(Stored data)
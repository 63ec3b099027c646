use std::time::Duration;

use kv_storage_core::{KvRecord, StorageError};
use reqwest::{Client as HttpClient, RequestBuilder, Response, StatusCode};
use serde::de::DeserializeOwned;
use tracing::{debug, instrument, warn};

use crate::config::Config;
use crate::messages::{CreateKvRequest, KvResponse, UpdateKvRequest};

const MAX_RETRIES: u32 = 5;
const BASE_DELAY_MS: u64 = 200;

/// Key-value REST API client.
///
/// Endpoints are templated by principal: the collection endpoint enumerates
/// and creates, the key-suffixed endpoint loads, saves and deletes.
/// All requests use exponential backoff retry on 429 (rate limit).
#[derive(Debug, Clone)]
pub struct KvClient {
    http_client: HttpClient,
    config: Config,
}

impl KvClient {
    /// Create a new client.
    pub fn new(config: Config) -> Result<Self, StorageError> {
        let http_client = HttpClient::builder()
            .timeout(config.timeout())
            .build()
            .map_err(|e| StorageError::Transport(format!("Failed to build HTTP client: {}", e)))?;

        Ok(Self {
            http_client,
            config,
        })
    }

    pub fn config(&self) -> &Config {
        &self.config
    }

    fn authorize(&self, request: RequestBuilder) -> RequestBuilder {
        match &self.config.api_token {
            Some(token) => request.bearer_auth(token),
            None => request,
        }
    }

    /// Send a request with exponential backoff retry on 429.
    async fn send_with_retry(
        &self,
        build_request: impl Fn() -> RequestBuilder,
    ) -> Result<Response, StorageError> {
        let mut delay = Duration::from_millis(BASE_DELAY_MS);

        for attempt in 0..=MAX_RETRIES {
            let response = self
                .authorize(build_request())
                .send()
                .await
                .map_err(|e| StorageError::Transport(format!("KV request failed: {}", e)))?;

            if response.status() != StatusCode::TOO_MANY_REQUESTS {
                return Ok(response);
            }

            if attempt == MAX_RETRIES {
                let text = response.text().await.unwrap_or_default();
                return Err(StorageError::Transport(format!(
                    "KV rate limited after {} retries: {}",
                    MAX_RETRIES, text
                )));
            }

            warn!(
                attempt = attempt + 1,
                delay_ms = delay.as_millis() as u64,
                "KV rate limited (429), retrying"
            );
            tokio::time::sleep(delay).await;
            delay *= 2;
        }

        unreachable!()
    }

    /// Unwrap the response envelope.
    ///
    /// A parseable envelope wins over the HTTP status so the server's own
    /// error text reaches the caller.
    async fn read_envelope<T: DeserializeOwned>(
        op: &str,
        response: Response,
    ) -> Result<Option<T>, StorageError> {
        let status = response.status();
        let text = response.text().await.map_err(|e| {
            StorageError::Transport(format!("Failed to read KV {} response: {}", op, e))
        })?;

        match serde_json::from_str::<KvResponse<T>>(&text) {
            Ok(envelope) => envelope.into_body(),
            Err(e) if status.is_success() => Err(StorageError::Transport(format!(
                "Invalid KV {} response: {}",
                op, e
            ))),
            Err(_) => Err(StorageError::Transport(format!(
                "KV {} failed with status {}: {}",
                op, status, text
            ))),
        }
    }

    fn require_body<T>(op: &str, body: Option<T>) -> Result<T, StorageError> {
        body.ok_or_else(|| StorageError::Transport(format!("KV {} response has no body", op)))
    }

    /// List every record of the principal.
    #[instrument(skip(self), level = "debug")]
    pub async fn list(&self) -> Result<Vec<KvRecord>, StorageError> {
        let url = self.config.collection_url();

        let response = self
            .send_with_retry(|| self.http_client.get(&url))
            .await?;

        let records: Vec<KvRecord> =
            Self::require_body("LIST", Self::read_envelope("LIST", response).await?)?;

        debug!("KV LIST ({} records)", records.len());
        Ok(records)
    }

    /// Create a record holding `value`.
    #[instrument(skip(self, value), level = "debug")]
    pub async fn create(&self, value: &serde_json::Value) -> Result<KvRecord, StorageError> {
        let url = self.config.collection_url();
        let request = CreateKvRequest { value };

        let response = self
            .send_with_retry(|| self.http_client.post(&url).json(&request))
            .await?;

        let record: KvRecord =
            Self::require_body("CREATE", Self::read_envelope("CREATE", response).await?)?;

        debug!("KV CREATE {} (version {})", record.key, record.version);
        Ok(record)
    }

    /// Fetch a single record.
    #[instrument(skip(self), level = "debug")]
    pub async fn get(&self, key: &str) -> Result<KvRecord, StorageError> {
        let url = self.config.record_url(key);

        let response = self
            .send_with_retry(|| self.http_client.get(&url))
            .await?;

        let record: KvRecord =
            Self::require_body("GET", Self::read_envelope("GET", response).await?)?;

        debug!("KV GET {} ({} bytes)", key, record.value.len());
        Ok(record)
    }

    /// Write a record at `version`.
    #[instrument(skip(self, value), level = "debug")]
    pub async fn put(
        &self,
        key: &str,
        value: &serde_json::Value,
        tags: &str,
        version: u64,
    ) -> Result<(), StorageError> {
        let url = self.config.record_url(key);
        let request = UpdateKvRequest {
            value,
            tags,
            version,
        };

        let response = self
            .send_with_retry(|| self.http_client.put(&url).json(&request))
            .await?;

        Self::read_envelope::<serde_json::Value>("PUT", response).await?;

        debug!("KV PUT {} (version {})", key, version);
        Ok(())
    }

    /// Delete a record.
    #[instrument(skip(self), level = "debug")]
    pub async fn delete(&self, key: &str) -> Result<(), StorageError> {
        let url = self.config.record_url(key);

        let response = self
            .send_with_retry(|| self.http_client.delete(&url))
            .await?;

        Self::read_envelope::<serde_json::Value>("DELETE", response).await?;

        debug!("KV DELETE {}", key);
        Ok(())
    }
}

* WHAT YOU NEED TO DO: Your answer should be all of the records, transcribed exactly.

* RESPONSE:
repository 63ec3b099027c646
use std::time::Duration;

use kv_storage_core::{KvRecord, StorageError};
use reqwest::{Client as HttpClient, RequestBuilder, Response, StatusCode};
use serde::de::DeserializeOwned;
use tracing::{debug, instrument, warn};

use crate::config::Config;
use crate::messages::{CreateKvRequest, KvResponse, UpdateKvRequest};

const MAX_RETRIES: u32 = 5;
const BASE_DELAY_MS: u64 = 200;

/// Key-value REST API client.
///
/// Endpoints are templated by principal: the collection endpoint enumerates
/// and creates, the key-suffixed endpoint loads, saves and deletes.
/// All requests use exponential backoff retry on 429 (rate limit).
#[derive(Debug, Clone)]
pub struct KvClient {
    http_client: HttpClient,
    config: Config,
}

impl KvClient {
    /// Create a new client.
    pub fn new(config: Config) -> Result<Self, StorageError> {
        let http_client = HttpClient::builder()
            .timeout(config.timeout())
            .build()
            .map_err(|e| StorageError::Transport(format!("Failed to build HTTP client: {}", e)))?;

        Ok(Self {
            http_client,
            config,
        })
    }

    pub fn config(&self) -> &Config {
        &self.config
    }

    fn authorize(&self, request: RequestBuilder) -> RequestBuilder {
        match &self.config.api_token {
            Some(token) => request.bearer_auth(token),
            None => request,
        }
    }

    /// Send a request with exponential backoff retry on 429.
    async fn send_with_retry(
        &self,
        build_request: impl Fn() -> RequestBuilder,
    ) -> Result<Response, StorageError> {
        let mut delay = Duration::from_millis(BASE_DELAY_MS);

        for attempt in 0..=MAX_RETRIES {
            let response = self
                .authorize(build_request())
                .send()
                .await
                .map_err(|e| StorageError::Transport(format!("KV request failed: {}", e)))?;

            if response.status() != StatusCode::TOO_MANY_REQUESTS {
                return Ok(response);
            }

            if attempt == MAX_RETRIES {
                let text = response.text().await.unwrap_or_default();
                return Err(StorageError::Transport(format!(
                    "KV rate limited after {} retries: {}",
                    MAX_RETRIES, text
                )));
            }

            warn!(
                attempt = attempt + 1,
                delay_ms = delay.as_millis() as u64,
                "KV rate limited (429), retrying"
            );
            tokio::time::sleep(delay).await;
            delay *= 2;
        }

        unreachable!()
    }

    /// Unwrap the response envelope.
    ///
    /// A parseable envelope wins over the HTTP status so the server's own
    /// error text reaches the caller.
    async fn read_envelope<T: DeserializeOwned>(
        op: &str,
        response: Response,
    ) -> Result<Option<T>, StorageError> {
        let status = response.status();
        let text = response.text().await.map_err(|e| {
            StorageError::Transport(format!("Failed to read KV {} response: {}", op, e))
        })?;

        match serde_json::from_str::<KvResponse<T>>(&text) {
            Ok(envelope) => envelope.into_body(),
            Err(e) if status.is_success() => Err(StorageError::Transport(format!(
                "Invalid KV {} response: {}",
                op, e
            ))),
            Err(_) => Err(StorageError::Transport(format!(
                "KV {} failed with status {}: {}",
                op, status, text
            ))),
        }
    }

    fn require_body<T>(op: &str, body: Option<T>) -> Result<T, StorageError> {
        body.ok_or_else(|| StorageError::Transport(format!("KV {} response has no body", op)))
    }

    /// List every record of the principal.
    #[instrument(skip(self), level = "debug")]
    pub async fn list(&self) -> Result<Vec<KvRecord>, StorageError> {
        let url = self.config.collection_url();

        let response = self
            .send_with_retry(|| self.http_client.get(&url))
            .await?;

        let records: Vec<KvRecord> =
            Self::require_body("LIST", Self::read_envelope("LIST", response).await?)?;

        debug!("KV LIST ({} records)", records.len());
        Ok(records)
    }

    /// Create a record holding `value`.
    #[instrument(skip(self, value), level = "debug")]
    pub async fn create(&self, value: &serde_json::Value) -> Result<KvRecord, StorageError> {
        let url = self.config.collection_url();
        let request = CreateKvRequest { value };

        let response = self
            .send_with_retry(|| self.http_client.post(&url).json(&request))
            .await?;

        let record: KvRecord =
            Self::require_body("CREATE", Self::read_envelope("CREATE", response).await?)?;

        debug!("KV CREATE {} (version {})", record.key, record.version);
        Ok(record)
    }

    /// Fetch a single record.
    #[instrument(skip(self), level = "debug")]
    pub async fn get(&self, key: &str) -> Result<KvRecord, StorageError> {
        let url = self.config.record_url(key);

        let response = self
            .send_with_retry(|| self.http_client.get(&url))
            .await?;

        let record: KvRecord =
            Self::require_body("GET", Self::read_envelope("GET", response).await?)?;

        debug!("KV GET {} ({} bytes)", key, record.value.len());
        Ok(record)
    }

    /// Write a record at `version`.
    #[instrument(skip(self, value), level = "debug")]
    pub async fn put(
        &self,
        key: &str,
        value: &serde_json::Value,
        tags: &str,
        version: u64,
    ) -> Result<(), StorageError> {
        let url = self.config.record_url(key);
        let request = UpdateKvRequest {
            value,
            tags,
            version,
        };

        let response = self
            .send_with_retry(|| self.http_client.put(&url).json(&request))
            .await?;

        Self::read_envelope::<serde_json::Value>("PUT", response).await?;

        debug!("KV PUT {} (version {})", key, version);
        Ok(())
    }

    /// Delete a record.
    #[instrument(skip(self), level = "debug")]
    pub async fn delete(&self, key: &str) -> Result<(), StorageError> {
        let url = self.config.record_url(key);

        let response = self
            .send_with_retry(|| self.http_client.delete(&url))
            .await?;

        Self::read_envelope::<serde_json::Value>("DELETE", response).await?;

        debug!("KV DELETE {}", key);
        Ok(())
    }
}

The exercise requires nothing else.